Whether used within a medical oxygen set-up or another type of system, medical gas valves are crucial to the operation of healthcare facilities across the country and the world. If these vital pieces of equipment are damaged, become blocked, or start to malfunction, the results can be dire.
Of course, medical facilities and healthcare institutions need to protect their investments, as well as the health, safety, and quality of care for patients. This means keeping gas tank valves in good working order, ensuring that they keep on functioning at their best for longer. To achieve this, managers and personnel can adopt a few best practices, designed to protect medical valves.
Pay Attention to Reasonable Usable Lifetime
Before we get into best practices aimed at extending the longevity of the valve without compromising on care, there is an important fact to consider – the lifespan of the valve cannot be extended indefinitely. There will be a limit on how long you can deploy your valves, and this is known as the Reasonable Useful Lifetime, or RUL.
The RUL will vary depending on the make and model of the valve itself, so it’s a good idea to keep hold of the guidelines and information supplied by the manufacturer. However, you can expect to need to change most valves after a period of around five years.
Work with Certified Installers and Maintenance Professionals
It is crucial that you work exclusively with certified installers and maintenance professionals when installing, inspecting and repairing valves. Failure to do so can put the longevity of the medical gas valves at risk and lead to compliance failures. This failure can also cause health and safety dangers.
Accreditations from the National Inspection Testing Certification (NITC), Medical Gas Management (MGM), or Medical Equipment Training and Certification (METC) may be considered acceptable, depending on which state you operate in. Environmental & Medical Gas Services (EMGS), Airgas Medical Services (AMS), and Medical Gas Testing & Certification (MGTC) are examples of other bodies that are permitted to offer accreditation in some jurisdictions.
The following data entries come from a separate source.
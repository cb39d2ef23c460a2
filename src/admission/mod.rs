//! Write admission
//!
//! The topmost capture component: a pre-execution gate deciding whether
//! a write is legal given the node's role and the target tables'
//! replication identity, installed into an explicit hook chain.
//!
//! This module provides:
//! - `PlannedStatement` / `CommandKind` - the planner's view of a statement
//! - `AdmissionGate` - the allow/deny decision
//! - `HookChain` / `ExecutionHook` - ordered pre-execution handlers
//! - `AdmissionError` - policy rejections with retryability

mod errors;
mod gate;
mod hooks;
mod plan;

pub use errors::{AdmissionError, AdmissionErrorKind, AdmissionResult};
pub use gate::AdmissionGate;
pub use hooks::{ExecutionHook, HookChain};
pub use plan::{CommandKind, PlannedStatement};
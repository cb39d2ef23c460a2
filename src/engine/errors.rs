//! Host-engine contract errors

use thiserror::Error;

/// Result type for host-engine operations
pub type EngineResult<T> = Result<T, EngineError>;

/// Errors surfaced by the host-engine contract.
///
/// These describe misuse of the storage/catalog surface, not data errors.
/// Callers in the capture and locator layers propagate them unchanged.
#[derive(Debug, Clone, Error)]
pub enum EngineError {
    #[error("relation {0} does not exist")]
    UnknownRelation(String),

    #[error("relation {0} already exists")]
    DuplicateRelation(String),

    #[error("index {index} does not exist on relation {relation}")]
    UnknownIndex { relation: String, index: String },

    #[error("tuple {tuple} does not exist in relation {relation}")]
    UnknownTuple { relation: String, tuple: u64 },

    #[error("row has {got} columns, relation {relation} has {expected}")]
    ColumnCountMismatch {
        relation: String,
        expected: usize,
        got: usize,
    },

    #[error("transaction {0} is not in flight")]
    TransactionNotInFlight(u64),

    #[error("cannot parse command: {0}")]
    DdlParse(String),

    #[error("cannot execute command: {0}")]
    DdlExecute(String),
}
//! Replication catalog
//!
//! The capture layer persists into two append-only relations plus the
//! node registry, all owned by the replication extension's own schema:
//!
//! - `repl.queued_commands(position, queued_at, actor, command_tag, command_text)`
//! - `repl.queued_drops(position, queued_at, dropped_objects)`
//! - `repl.nodes(node_name, read_only)`
//!
//! Insertion goes through the host engine's row store, which maintains
//! each relation's indexes synchronously; a reader probing the position
//! index sees a queued row the moment the append returns. An outbound
//! reader consumes both queue tables in position order; pruning behind
//! peer acknowledgement is out of scope.

use chrono::{DateTime, Utc};
use serde_json::{json, Value};

use crate::capture::{DroppedObject, QueuedCommand, QueuedDropBatch};
use crate::engine::{
    ColumnSpec, ColumnType, EngineError, EngineResult, LogPosition, MemoryEngine, Persistence,
    RelationCatalog, RelationMeta, RowStore, TableSpec, TupleData, TxnId,
};

/// Schema owned by the replication extension.
pub const QUEUE_SCHEMA: &str = "repl";

/// Queued replayable commands.
pub const COMMANDS_TABLE: &str = "queued_commands";

/// Queued drop batches.
pub const DROPS_TABLE: &str = "queued_drops";

/// Node registry, one row per known node.
pub const NODES_TABLE: &str = "nodes";

/// Definition of `repl.queued_commands`.
pub fn commands_table_spec() -> TableSpec {
    TableSpec {
        schema: QUEUE_SCHEMA.to_string(),
        name: COMMANDS_TABLE.to_string(),
        persistence: Persistence::Permanent,
        columns: vec![
            column("position", ColumnType::Int),
            column("queued_at", ColumnType::Timestamp),
            column("actor", ColumnType::Text),
            column("command_tag", ColumnType::Text),
            column("command_text", ColumnType::Text),
        ],
        primary_key: vec![],
    }
}

/// Definition of `repl.queued_drops`.
pub fn drops_table_spec() -> TableSpec {
    TableSpec {
        schema: QUEUE_SCHEMA.to_string(),
        name: DROPS_TABLE.to_string(),
        persistence: Persistence::Permanent,
        columns: vec![
            column("position", ColumnType::Int),
            column("queued_at", ColumnType::Timestamp),
            column("dropped_objects", ColumnType::Document),
        ],
        primary_key: vec![],
    }
}

/// Definition of `repl.nodes`.
pub fn nodes_table_spec() -> TableSpec {
    TableSpec {
        schema: QUEUE_SCHEMA.to_string(),
        name: NODES_TABLE.to_string(),
        persistence: Persistence::Permanent,
        columns: vec![
            column("node_name", ColumnType::Text),
            column("read_only", ColumnType::Bool),
        ],
        primary_key: vec!["node_name".to_string()],
    }
}

fn column(name: &str, column_type: ColumnType) -> ColumnSpec {
    ColumnSpec {
        name: name.to_string(),
        column_type,
        nullable: false,
    }
}

/// Creates the replication catalog on a fresh engine and registers the
/// local node as read-write. Runs once, at extension installation.
pub fn bootstrap(engine: &MemoryEngine) -> EngineResult<()> {
    let commands = engine.create_table(&commands_table_spec())?;
    engine.create_index(commands, "queued_commands_position_idx", &["position"], false)?;
    let drops = engine.create_table(&drops_table_spec())?;
    engine.create_index(drops, "queued_drops_position_idx", &["position"], false)?;
    let nodes = engine.create_table(&nodes_table_spec())?;

    let txn = engine.begin();
    engine.insert_row(
        txn,
        nodes,
        TupleData::new(vec![
            Some(json!(engine.local_node())),
            Some(json!(false)),
        ]),
    )?;
    engine.commit(txn);
    Ok(())
}

fn queue_relation<E: RelationCatalog>(engine: &E, name: &str) -> EngineResult<RelationMeta> {
    engine
        .relation_by_name(QUEUE_SCHEMA, name)
        .ok_or_else(|| EngineError::UnknownRelation(format!("{QUEUE_SCHEMA}.{name}")))
}

/// Appends one queued command. The row, and its index entries, are
/// visible to `txn` before this returns.
pub fn append_command<E: RelationCatalog + RowStore>(
    engine: &E,
    txn: TxnId,
    command: &QueuedCommand,
) -> EngineResult<()> {
    let rel = queue_relation(engine, COMMANDS_TABLE)?;
    engine.insert_row(txn, rel.id, command_tuple(command))?;
    Ok(())
}

/// Appends one drop batch.
pub fn append_drop_batch<E: RelationCatalog + RowStore>(
    engine: &E,
    txn: TxnId,
    batch: &QueuedDropBatch,
) -> EngineResult<()> {
    let rel = queue_relation(engine, DROPS_TABLE)?;
    engine.insert_row(txn, rel.id, drop_batch_tuple(batch))?;
    Ok(())
}

fn command_tuple(command: &QueuedCommand) -> TupleData {
    TupleData::new(vec![
        Some(json!(command.position.value())),
        Some(json!(command.queued_at.to_rfc3339())),
        Some(json!(command.actor)),
        Some(json!(command.command_tag)),
        Some(json!(command.command_text)),
    ])
}

fn drop_batch_tuple(batch: &QueuedDropBatch) -> TupleData {
    let objects = serde_json::to_value(&batch.dropped_objects).unwrap_or(Value::Null);
    TupleData::new(vec![
        Some(json!(batch.position.value())),
        Some(json!(batch.queued_at.to_rfc3339())),
        Some(objects),
    ])
}

fn parse_timestamp(value: Option<&Value>) -> Option<DateTime<Utc>> {
    let text = value?.as_str()?;
    DateTime::parse_from_rfc3339(text)
        .ok()
        .map(|ts| ts.with_timezone(&Utc))
}

/// Decodes a `repl.queued_commands` row. None for a malformed row.
pub fn decode_command(row: &TupleData) -> Option<QueuedCommand> {
    Some(QueuedCommand {
        position: LogPosition::new(row.get(0)?.as_u64()?),
        queued_at: parse_timestamp(row.get(1))?,
        actor: row.get(2)?.as_str()?.to_string(),
        command_tag: row.get(3)?.as_str()?.to_string(),
        command_text: row.get(4)?.as_str()?.to_string(),
    })
}

/// Decodes a `repl.queued_drops` row. None for a malformed row.
pub fn decode_drop_batch(row: &TupleData) -> Option<QueuedDropBatch> {
    let objects: Vec<DroppedObject> = serde_json::from_value(row.get(2)?.clone()).ok()?;
    Some(QueuedDropBatch {
        position: LogPosition::new(row.get(0)?.as_u64()?),
        queued_at: parse_timestamp(row.get(1))?,
        dropped_objects: objects,
    })
}

/// Commands visible to a transaction, in position order.
pub fn commands_visible_to(engine: &MemoryEngine, txn: TxnId) -> EngineResult<Vec<QueuedCommand>> {
    let rel = queue_relation(engine, COMMANDS_TABLE)?;
    let mut commands: Vec<QueuedCommand> = engine
        .rows_visible_to(txn, rel.id)?
        .iter()
        .filter_map(decode_command)
        .collect();
    commands.sort_by_key(|c| c.position);
    Ok(commands)
}

/// Committed commands, in position order.
pub fn committed_commands(engine: &MemoryEngine) -> EngineResult<Vec<QueuedCommand>> {
    let rel = queue_relation(engine, COMMANDS_TABLE)?;
    let mut commands: Vec<QueuedCommand> = engine
        .committed_rows(rel.id)?
        .iter()
        .filter_map(decode_command)
        .collect();
    commands.sort_by_key(|c| c.position);
    Ok(commands)
}

/// Committed drop batches, in position order.
pub fn committed_drop_batches(engine: &MemoryEngine) -> EngineResult<Vec<QueuedDropBatch>> {
    let rel = queue_relation(engine, DROPS_TABLE)?;
    let mut batches: Vec<QueuedDropBatch> = engine
        .committed_rows(rel.id)?
        .iter()
        .filter_map(decode_drop_batch)
        .collect();
    batches.sort_by_key(|b| b.position);
    Ok(batches)
}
Just remember that different states will have their own requirements. It’s vital to check with your local authority to understand the specific requirements in your state
Schedule Regular Maintenance Checks
Make a maintenance timetable for your facility, ensuring that no inspections and regular repairs are missed. One of the key dangers when using medical oxygen valves or other medical gas valves is complacency. The valve gets checked, it’s working just fine, and everyone relaxes, possibly forgetting to schedule another assessment. If the valve starts to malfunction, this might not get noticed until it’s too late.
Setting a schedule – and sticking to this schedule – will eliminate this danger. Maintenance is not about checking up on something when you believe there is a problem. Instead, it’s about proactive checks and assessments that catch problems with the gas tank valve before they become serious.
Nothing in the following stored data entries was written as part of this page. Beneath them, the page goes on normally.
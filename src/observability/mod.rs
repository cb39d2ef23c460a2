//! Observability
//!
//! Structured, synchronous JSON event logging. The capture core never
//! buffers log output; an event is on the stream before the operation
//! that produced it returns.

mod logger;

pub use logger::{Logger, Severity};
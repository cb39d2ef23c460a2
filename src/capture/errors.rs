//! Capture errors
//!
//! Two fatal classes live here. Protocol violations mean a capture
//! entry point ran outside its expected triggering context, which is a
//! host-engine wiring problem, not a data error. Dependency invariant
//! violations signal version skew or a logic bug in the trigger
//! bookkeeping. Everything else is propagated engine or locator state.

use crate::engine::EngineError;
use crate::locator::LocatorError;
use thiserror::Error;

/// Result type for capture operations
pub type CaptureResult<T> = Result<T, CaptureError>;

/// Capture errors
#[derive(Debug, Clone, Error)]
pub enum CaptureError {
    #[error("{routine} was not invoked by {expected}")]
    ProtocolViolation {
        routine: &'static str,
        expected: &'static str,
    },

    #[error(
        "expected exactly one normal dependency from a new trigger to {routine}, found {found}"
    )]
    DependencyInvariant { routine: String, found: usize },

    #[error(transparent)]
    Engine(#[from] EngineError),

    #[error(transparent)]
    Locator(#[from] LocatorError),
}

impl CaptureError {
    /// Whether the error signals a logic or wiring bug that must abort
    /// the enclosing operation rather than be handled.
    pub fn is_fatal(&self) -> bool {
        matches!(
            self,
            CaptureError::ProtocolViolation { .. } | CaptureError::DependencyInvariant { .. }
        )
    }
}

#[cfg(test)]
mod tests {
    use super::*;

    #[test]
    fn test_protocol_violation_is_fatal() {
        let err = CaptureError::ProtocolViolation {
            routine: "queue_truncate",
            expected: "a TRUNCATE trigger firing",
        };
        assert!(err.is_fatal());
    }

    #[test]
    fn test_dependency_invariant_is_fatal() {
        let err = CaptureError::DependencyInvariant {
            routine: "repl.queue_truncate".to_string(),
            found: 2,
        };
        assert!(err.is_fatal());
    }

    #[test]
    fn test_engine_errors_are_not_fatal() {
        let err = CaptureError::Engine(EngineError::UnknownRelation("app.t".to_string()));
        assert!(!err.is_fatal());
    }
}
//! Write admission gate
//!
//! Runs before every statement on a replication-enabled database and
//! decides, in O(result relations), whether the write is legal for this
//! node and these tables. It is a gate, not a transform: it never
//! rewrites the plan, and rejection has no side effect beyond the
//! error.
//!
//! Decision sequence:
//! 1. Always-allow override set - allow (trusted internal paths).
//! 2. Statement performs no writes - allow.
//! 3. Database not replication-enabled - allow.
//! 4. Another node holds the global DDL lock - fail, retryable.
//! 5. Bare single-table INSERT on a read-write node - allow; an insert
//!    cannot violate replica-identity requirements.
//! 6. Per result relation of an UPDATE/DELETE: non-WAL-logged storage
//!    exempt; catalog namespace exempt; otherwise a read-only node
//!    rejects outright and a read-write node requires a usable
//!    replica-identity index.

use std::sync::Arc;

use crate::engine::{NodeTopology, RelationCatalog};
use crate::observability::Logger;
use crate::session::SessionContext;

use super::errors::{AdmissionError, AdmissionResult};
use super::hooks::ExecutionHook;
use super::plan::{CommandKind, PlannedStatement};

/// The pre-execution admission check.
pub struct AdmissionGate<E> {
    engine: Arc<E>,
}

impl<E: RelationCatalog + NodeTopology> AdmissionGate<E> {
    /// Creates a gate over the given engine.
    pub fn new(engine: Arc<E>) -> Self {
        Self { engine }
    }

    /// Decides whether the statement may proceed.
    pub fn check(&self, session: &SessionContext, plan: &PlannedStatement) -> AdmissionResult<()> {
        if session.always_allow_writes() {
            return Ok(());
        }
        if !plan.performs_writes() {
            return Ok(());
        }
        if !self.engine.replication_enabled(session.database()) {
            return Ok(());
        }

        let read_only_node = self.engine.local_node_read_only();

        if self.engine.global_ddl_lock_held() {
            return Err(AdmissionError::ddl_lock_held());
        }

        // A bare insert cannot miss a replica identity; only read-only
        // nodes need the per-relation walk for it.
        if plan.command == CommandKind::Insert && !plan.has_modifying_cte && !read_only_node {
            return Ok(());
        }

        for relation in &plan.result_relations {
            let meta = self
                .engine
                .relation(*relation)
                .ok_or_else(|| AdmissionError::unknown_relation(relation.value()))?;

            // Non-durable storage never reaches the log, so it is free
            // to diverge per node.
            if !meta.needs_wal() {
                continue;
            }
            // Catalog changes are not replicated directly; direct
            // catalog writes stay the operator's own risk.
            if meta.in_catalog_namespace() {
                continue;
            }

            if read_only_node {
                return Err(AdmissionError::read_only_node(
                    plan.writable_tag(),
                    &meta.qualified_name(),
                ));
            }

            if meta.replica_identity_index().is_some() {
                continue;
            }
            return Err(AdmissionError::missing_replica_identity(
                &meta.qualified_name(),
            ));
        }

        Ok(())
    }
}

impl<E: RelationCatalog + NodeTopology> ExecutionHook for AdmissionGate<E> {
    fn before_execute(
        &self,
        session: &SessionContext,
        plan: &PlannedStatement,
    ) -> AdmissionResult<()> {
        self.check(session, plan).map_err(|error| {
            Logger::warn(
                "ADMISSION_DENIED",
                &[
                    ("actor", session.actor()),
                    ("reason", &error.message),
                    ("statement", plan.writable_tag()),
                ],
            );
            error
        })
    }
}
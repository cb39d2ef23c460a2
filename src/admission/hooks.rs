//! Pre-execution hook chain
//!
//! The host engine exposes one pre-execution hook slot; installing over
//! an occupied slot traditionally meant stashing the previous handler
//! and calling it yourself. Here the chain is explicit: an ordered list
//! the host runs before every statement, newest handler first, so
//! installing keeps every earlier handler reachable.

use std::sync::Arc;

use crate::session::SessionContext;

use super::errors::AdmissionResult;
use super::plan::PlannedStatement;

/// A handler invoked before a planned statement executes. Returning an
/// error rejects the statement; handlers must be side-effect-free on
/// the rejection path apart from the error itself.
pub trait ExecutionHook {
    /// Decide whether the statement may proceed.
    fn before_execute(
        &self,
        session: &SessionContext,
        plan: &PlannedStatement,
    ) -> AdmissionResult<()>;
}

/// Ordered pre-execution handlers.
pub struct HookChain {
    hooks: Vec<Arc<dyn ExecutionHook>>,
}

impl HookChain {
    /// Creates an empty chain.
    pub fn new() -> Self {
        Self { hooks: Vec::new() }
    }

    /// Installs a handler. It will run before every handler installed
    /// earlier, matching install-over-previous semantics.
    pub fn install(&mut self, hook: Arc<dyn ExecutionHook>) {
        self.hooks.push(hook);
    }

    /// Number of installed handlers.
    pub fn len(&self) -> usize {
        self.hooks.len()
    }

    /// Whether no handler is installed.
    pub fn is_empty(&self) -> bool {
        self.hooks.is_empty()
    }

    /// Runs every handler, newest first. The first rejection wins and
    /// later (older) handlers do not run, exactly as a chained slot
    /// would behave.
    pub fn run(&self, session: &SessionContext, plan: &PlannedStatement) -> AdmissionResult<()> {
        for hook in self.hooks.iter().rev() {
            hook.before_execute(session, plan)?;
        }
        Ok(())
    }
}

impl Default for HookChain {
    fn default() -> Self {
        Self::new()
    }
}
Retain All of Your Documentation
You will need to document everything you do in relation to your medical gas valves. This may be a regulatory requirement in your area. For example, you’ll need to officially sign off on all inspections and replacement work, retaining this documentation in a safe place for future reference. You may also need full equipment inventories that you can make available to inspectors and other third parties when required.
Maintaining paper records can be difficult and inefficient. With this in mind, it may be useful to back up your documentation stores by scanning physical documents and saving them to a secure and well-organized cloud storage location. This will make it much easier to refer to your documents in the future.
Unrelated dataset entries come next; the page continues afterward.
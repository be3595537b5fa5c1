//! Process-wide oracle state.
//!
//! One [`OracleState`] is shared by the ingestor (writes price/tick fields),
//! the pusher (writes push fields) and the watchdog (forces recovery). Each
//! writer goes through a narrow method on [`SharedOracleState`]; all methods
//! take `now_ms` explicitly so the caller's clock decides time.

use std::sync::Arc;

use parking_lot::Mutex;
use rust_decimal::Decimal;
use serde::Serialize;
use supreme_core::{Price, PriceRange, TradeTick};
use tokio_util::sync::CancellationToken;

/// Raw state. Read via [`SharedOracleState::snapshot`].
#[derive(Debug, Clone, Default)]
pub struct OracleState {
    pub latest_price: Option<Price>,
    /// Local time of the last tick, or of the last forced reconnect.
    pub last_tick_at_ms: Option<u64>,
    /// Feed-reported time of the last trade.
    pub latest_trade_time_ms: u64,
    /// `None` until the first tick of a window seeds it.
    pub interval_high: Option<Price>,
    pub interval_low: Option<Price>,
    pub is_pushing: bool,
    pub push_started_at_ms: u64,
    /// 0 until the first successful push.
    pub last_push_at_ms: u64,
    /// Incremented per push; stale completions compare against it.
    pub push_generation: u64,
    push_cancel: Option<CancellationToken>,
}

/// Outcome of [`SharedOracleState::try_begin_push`].
#[derive(Debug, Clone)]
pub enum PushStart {
    /// No push was running; this one owns the slot.
    Started(PushTicket),
    /// A push was running past the timeout; it was cancelled and this one
    /// owns the slot.
    Recovered { ticket: PushTicket, stuck_for_ms: u64 },
    /// A push is in flight and still within its timeout.
    Dropped,
}

/// Ownership of the single push slot.
#[derive(Debug, Clone)]
pub struct PushTicket {
    pub generation: u64,
    pub cancel: CancellationToken,
}

/// Oracle freshness as reported to API callers.
#[derive(Debug, Clone, Copy, PartialEq, Eq, Serialize)]
#[serde(rename_all = "camelCase")]
pub struct OracleHealth {
    /// Latest feed price, if any tick has arrived.
    pub price: Option<Decimal>,
    /// Time since the last successful push (since epoch if never pushed).
    pub last_push_age_ms: u64,
    pub is_stale: bool,
}

/// Cloneable handle to the shared state.
#[derive(Debug, Clone, Default)]
pub struct SharedOracleState {
    inner: Arc<Mutex<OracleState>>,
}

impl SharedOracleState {
    pub fn new() -> Self {
        Self::default()
    }

    pub fn snapshot(&self) -> OracleState {
        self.inner.lock().clone()
    }

    pub fn latest_price(&self) -> Option<Price> {
        self.inner.lock().latest_price
    }

    /// Fold a tick into the current window.
    ///
    /// The first tick of a window seeds both bounds; later ticks only widen
    /// them. Returns the window snapshot and resets the window to the latest
    /// price when a push is due: `push_interval_ms` has passed since the last
    /// successful push and no push is in flight.
    pub fn record_tick(&self, tick: TradeTick, now_ms: u64, push_interval_ms: u64) -> Option<PriceRange> {
        let mut state = self.inner.lock();
        let price = tick.price;

        state.latest_price = Some(price);
        state.latest_trade_time_ms = tick.trade_time_ms;
        state.last_tick_at_ms = Some(now_ms);
        state.interval_high = Some(state.interval_high.map_or(price, |h| h.max(price)));
        state.interval_low = Some(state.interval_low.map_or(price, |l| l.min(price)));

        let due = now_ms.saturating_sub(state.last_push_at_ms) >= push_interval_ms;
        if !due || state.is_pushing {
            return None;
        }

        let range = PriceRange {
            high: state.interval_high.unwrap_or(price),
            low: state.interval_low.unwrap_or(price),
            close: price,
            timestamp_secs: tick.trade_time_ms / 1000,
        };
        state.interval_high = Some(price);
        state.interval_low = Some(price);
        Some(range)
    }

    /// Claim the push slot.
    ///
    /// A push older than `push_timeout_ms` is cancelled and replaced.
    pub fn try_begin_push(&self, now_ms: u64, push_timeout_ms: u64) -> PushStart {
        let mut state = self.inner.lock();

        let stuck_for_ms = if state.is_pushing {
            let elapsed = now_ms.saturating_sub(state.push_started_at_ms);
            if elapsed <= push_timeout_ms {
                return PushStart::Dropped;
            }
            Some(elapsed)
        } else {
            None
        };

        if let Some(token) = state.push_cancel.take() {
            token.cancel();
        }
        state.push_generation += 1;
        state.is_pushing = true;
        state.push_started_at_ms = now_ms;
        let cancel = CancellationToken::new();
        state.push_cancel = Some(cancel.clone());

        let ticket = PushTicket {
            generation: state.push_generation,
            cancel,
        };
        match stuck_for_ms {
            Some(stuck_for_ms) => PushStart::Recovered { ticket, stuck_for_ms },
            None => PushStart::Started(ticket),
        }
    }

    /// Release the push slot. Ignored if the slot was since reclaimed.
    ///
    /// Returns whether the completion was applied.
    pub fn finish_push(&self, generation: u64, success: bool, now_ms: u64) -> bool {
        let mut state = self.inner.lock();
        if !state.is_pushing || state.push_generation != generation {
            return false;
        }
        state.is_pushing = false;
        state.push_cancel = None;
        if success {
            state.last_push_at_ms = now_ms;
        }
        true
    }

    /// Watchdog: clear a push running longer than `push_timeout_ms`.
    ///
    /// Returns how long it had been running if it was cleared.
    pub fn clear_stuck_push(&self, now_ms: u64, push_timeout_ms: u64) -> Option<u64> {
        let mut state = self.inner.lock();
        if !state.is_pushing {
            return None;
        }
        let elapsed = now_ms.saturating_sub(state.push_started_at_ms);
        if elapsed <= push_timeout_ms {
            return None;
        }
        state.is_pushing = false;
        if let Some(token) = state.push_cancel.take() {
            token.cancel();
        }
        Some(elapsed)
    }

    /// Watchdog: detect a silent feed.
    ///
    /// Only after at least one tick. On detection `last_tick_at_ms` is
    /// bumped to `now_ms` so the next check does not fire again while the
    /// feed reconnects. Returns the silence duration if detected.
    pub fn check_silent_feed(&self, now_ms: u64, silence_timeout_ms: u64) -> Option<u64> {
        let mut state = self.inner.lock();
        let last = state.last_tick_at_ms?;
        let silent_for = now_ms.saturating_sub(last);
        if silent_for <= silence_timeout_ms {
            return None;
        }
        state.last_tick_at_ms = Some(now_ms);
        Some(silent_for)
    }

    /// Pure read. Stale when the last push is more than `stale_after_ms` old.
    pub fn health(&self, now_ms: u64, stale_after_ms: u64) -> OracleHealth {
        let state = self.inner.lock();
        let age = now_ms.saturating_sub(state.last_push_at_ms);
        OracleHealth {
            price: state.latest_price.map(|p| p.inner()),
            last_push_age_ms: age,
            is_stale: age > stale_after_ms,
        }
    }
}

#[cfg(test)]
mod tests {
    use super::*;
    use rust_decimal_macros::dec;

    const T0: u64 = 1_700_000_000_000;

    fn tick(price: Decimal, trade_time_ms: u64) -> TradeTick {
        TradeTick {
            price: Price::new(price),
            trade_time_ms,
        }
    }

    #[test]
    fn test_envelope_accumulates_and_reseeds() {
        let state = SharedOracleState::new();
        // Pretend a push just happened so the ticks below are not due yet.
        state.inner.lock().last_push_at_ms = T0;

        for (i, p) in [dec!(10), dec!(12), dec!(8), dec!(11)].into_iter().enumerate() {
            assert!(state.record_tick(tick(p, T0 + i as u64), T0 + 100, 4000).is_none());
        }
        let s = state.snapshot();
        assert_eq!(s.interval_high, Some(Price::new(dec!(12))));
        assert_eq!(s.interval_low, Some(Price::new(dec!(8))));
        assert_eq!(s.latest_price, Some(Price::new(dec!(11))));

        // Next tick after the interval triggers a snapshot.
        let range = state
            .record_tick(tick(dec!(11), T0 + 4_500), T0 + 4_000, 4000)
            .unwrap();
        assert_eq!(range.high.inner(), dec!(12));
        assert_eq!(range.low.inner(), dec!(8));
        assert_eq!(range.close.inner(), dec!(11));
        assert_eq!(range.timestamp_secs, (T0 + 4_500) / 1000);

        let s = state.snapshot();
        assert_eq!(s.interval_high, Some(Price::new(dec!(11))));
        assert_eq!(s.interval_low, Some(Price::new(dec!(11))));
    }

    #[test]
    fn test_first_tick_is_due_immediately() {
        let state = SharedOracleState::new();
        let range = state.record_tick(tick(dec!(50), T0), T0, 4000).unwrap();
        assert_eq!(range.high, range.low);
    }

    #[test]
    fn test_no_snapshot_while_pushing() {
        let state = SharedOracleState::new();
        assert!(matches!(state.try_begin_push(T0, 30_000), PushStart::Started(_)));
        assert!(state.record_tick(tick(dec!(50), T0), T0 + 10_000, 4000).is_none());
    }

    #[test]
    fn test_second_push_dropped_within_timeout() {
        let state = SharedOracleState::new();
        let PushStart::Started(first) = state.try_begin_push(T0, 30_000) else {
            panic!("expected start");
        };
        assert!(matches!(state.try_begin_push(T0 + 30_000, 30_000), PushStart::Dropped));

        assert!(state.finish_push(first.generation, true, T0 + 1_000));
        assert_eq!(state.snapshot().last_push_at_ms, T0 + 1_000);
        assert!(matches!(state.try_begin_push(T0 + 2_000, 30_000), PushStart::Started(_)));
    }

    #[test]
    fn test_stuck_push_is_recovered_by_next_push() {
        let state = SharedOracleState::new();
        let PushStart::Started(first) = state.try_begin_push(T0, 30_000) else {
            panic!("expected start");
        };

        match state.try_begin_push(T0 + 30_001, 30_000) {
            PushStart::Recovered { ticket, stuck_for_ms } => {
                assert_eq!(stuck_for_ms, 30_001);
                assert!(first.cancel.is_cancelled());
                assert_eq!(ticket.generation, first.generation + 1);
            }
            other => panic!("expected recovery, got {other:?}"),
        }

        // The abandoned push finishing late does not clear the new one.
        assert!(!state.finish_push(first.generation, true, T0 + 31_000));
        assert!(state.snapshot().is_pushing);
        assert_eq!(state.snapshot().last_push_at_ms, 0);
    }

    #[test]
    fn test_watchdog_clears_stuck_push() {
        let state = SharedOracleState::new();
        let PushStart::Started(ticket) = state.try_begin_push(T0, 30_000) else {
            panic!("expected start");
        };
        assert_eq!(state.clear_stuck_push(T0 + 30_000, 30_000), None);
        assert_eq!(state.clear_stuck_push(T0 + 31_000, 30_000), Some(31_000));
        assert!(ticket.cancel.is_cancelled());
        assert!(!state.snapshot().is_pushing);
        // Idempotent.
        assert_eq!(state.clear_stuck_push(T0 + 32_000, 30_000), None);
        assert!(matches!(state.try_begin_push(T0 + 32_000, 30_000), PushStart::Started(_)));
    }

    #[test]
    fn test_silent_feed_detection() {
        let state = SharedOracleState::new();
        // Never ticked: never silent.
        assert_eq!(state.check_silent_feed(T0 + 1_000_000, 15_000), None);

        state.record_tick(tick(dec!(1), T0), T0, 4000);
        assert_eq!(state.check_silent_feed(T0 + 15_000, 15_000), None);
        assert_eq!(state.check_silent_feed(T0 + 15_001, 15_000), Some(15_001));
        // Bumped: the following check does not re-fire.
        assert_eq!(state.check_silent_feed(T0 + 20_000, 15_000), None);
        assert_eq!(state.snapshot().last_tick_at_ms, Some(T0 + 15_001));
    }

    #[test]
    fn test_health_stale_boundary() {
        let state = SharedOracleState::new();
        state.record_tick(tick(dec!(64000.5), T0), T0, 4000);
        let PushStart::Started(t) = state.try_begin_push(T0, 30_000) else {
            panic!("expected start");
        };
        state.finish_push(t.generation, true, T0);

        let at_limit = state.health(T0 + 30_000, 30_000);
        assert_eq!(at_limit.last_push_age_ms, 30_000);
        assert!(!at_limit.is_stale);

        let past = state.health(T0 + 30_001, 30_000);
        assert!(past.is_stale);
        assert_eq!(past.price, Some(dec!(64000.5)));
    }

    #[test]
    fn test_health_before_any_push_is_stale() {
        let state = SharedOracleState::new();
        let health = state.health(T0, 30_000);
        assert!(health.is_stale);
        assert_eq!(health.price, None);
    }
}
Ensure Everyone Understands Their Roles, Responsibilities, and Limitations
Many of the medical professionals in your facility or healthcare institution are going to be using gas tank valves to one extent or another. Some may be handling these valves directly, replacing them when required, while others will simply be operating the gas tank’s opening and closing mechanism. What is important is that each and every member of your team understands how they should be carrying out these tasks.
Training can help to make sure that everyone has the knowledge they need to utilize equipment in a safe and reliable manner. As well as knowing how to fulfill their daily roles, individuals need to be aware of their limitations. For instance, if they are not qualified to carry out maintenance tasks, then they should know not to do so. Therefore, devise a protocol of notification so that the right people are alerted in the event of a fault. This minimizes the risk of error during inspection and maintenance.
Conduct Regular Refreshment Training
Communication is key when it comes to safe practice in this sort of environment, particularly when it comes to medical valves. Foster a culture in which personnel feel comfortable asking questions and requesting help so that they know where to go if they require any assistance.
Regular refreshment meetings and training are also factors here. Everyone has to be up to date on the latest best practices, ensuring optimal health and safety of everyone on the site and maximum longevity for the gas tank valves and other components themselves. If new regulations and best practices emerge, you’ll certainly need to hold a meeting and/or training session about this, but it’s a good idea to hold regular refreshment sessions even if there are no such changes.
Putting Patient Safety and Care Quality First – Every Time
Budgetary concerns have a habit of sneaking up on us when we least expect it, and this can lead to significant cost concerns for the managers of medical facilities and institutions. In turn, these management teams want to extend the lifespan of their equipment as much as possible, maximizing return on investment. However, this cannot come at the expense of care quality and the health and safety of patients. While keeping valves well-maintained and extending their lifespan does support these outcomes, it’s also important to keep the maximum Reasonable Usable Lifetime in mind.